MLT: What makes Sly Fox brews so unique?
BO:
We’re the only Pennsylvania craft brewer that cans. We package beer in kegs, 22-ounce bottles, 750-milliliter cork-finished bottles, and 12-ounce cans, but not in the more usual 12-ounce glass. It’s hard to talk about the brews. I guess we’d have to talk about them all individually. I think proof is in the glass.

MLT: You seem pretty excited about the brewery’s canning capabilities …
BO:
Cans are cool, convenient and a great package for beer.

MLT: What are your production numbers?
BO:
Last year, we produced nearly 6,000 bbls (barrels of beer), or 12,000 kegs. We also grew about 42 percent in volume in 2008.

MLT: For those who’ve never tried a Sly Fox brew, what flight would you suggest?
BO:
I would try Pikeland Pils, Saison Vos, O’Reilly’s Stout, Dunkel Lager and Phoenix Pale Ale.
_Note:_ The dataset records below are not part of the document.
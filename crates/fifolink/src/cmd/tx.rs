use std::sync::atomic::Ordering;

use fifolink_link::{ModeScheduler, Role, SystemClock};
use fifolink_transport::{AirChannel, MockRadio, ThreadedSource};
use tracing::info;

use crate::cmd::{install_ctrlc_handler, is_stdio, open_input, write_all, LinkArgs, TxArgs};
use crate::exit::{link_error, transport_error, CliResult, SUCCESS};
use crate::output::{print_run_report, report_writer, EndReport, OutputFormat, RunReport};

pub fn run(args: TxArgs, link: &LinkArgs, format: OutputFormat) -> CliResult<i32> {
    let config = link.resolve()?;
    let frame_size = config.frame_size;

    let source = ThreadedSource::spawn(open_input(&args.input)?)
        .map_err(|err| transport_error("failed to start input reader", err))?;
    let air = AirChannel::with_capture();
    let mut tx = ModeScheduler::transmitter(
        MockRadio::new(air.clone()),
        SystemClock::new(),
        config,
        source,
    )
    .map_err(|err| link_error("radio start failed", err))?;

    let running = install_ctrlc_handler()?;
    tx.run_to_completion(&running)
        .map_err(|err| link_error("transmit failed", err))?;
    let interrupted = !running.load(Ordering::SeqCst) && !tx.is_drained();

    let wire = air.captured().unwrap_or_default();
    write_all(&args.wire_out, &wire)?;
    info!(
        frames = tx.stats().frames_sent,
        wire_bytes = wire.len(),
        "wire capture written"
    );

    let report = RunReport {
        command: "tx",
        frame_size,
        wire_bytes: wire.len(),
        interrupted,
        ends: vec![EndReport {
            role: Role::Transmitter,
            stats: *tx.stats(),
        }],
    };
    print_run_report(&report, format, &mut *report_writer(is_stdio(&args.wire_out)));

    Ok(SUCCESS)
}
MLT: You ousted Victory’s Prima Pils at the 2007 Great American Beer Festival in Denver. What do such successes mean to you?
BO:
The [gold] medals for Pikeland Pils (2007) and last year for the Rauch Bier are definitely an honor, but our sales growth has been the best sign of our success. I think it was great to have both Prima (silver, 2007) and Pikeland win in the same year. There isn’t a place in the whole country with as many great craft-brewed pilsners as we have here in eastern Pennsylvania. A great beer can win a medal in Denver, but to have the judges pick two on the same day that were made so close to each other is even more special. The best award [is] always being in a customer’s fridge. We want to be the beer they love and trust. I guess that’s the real breakthrough.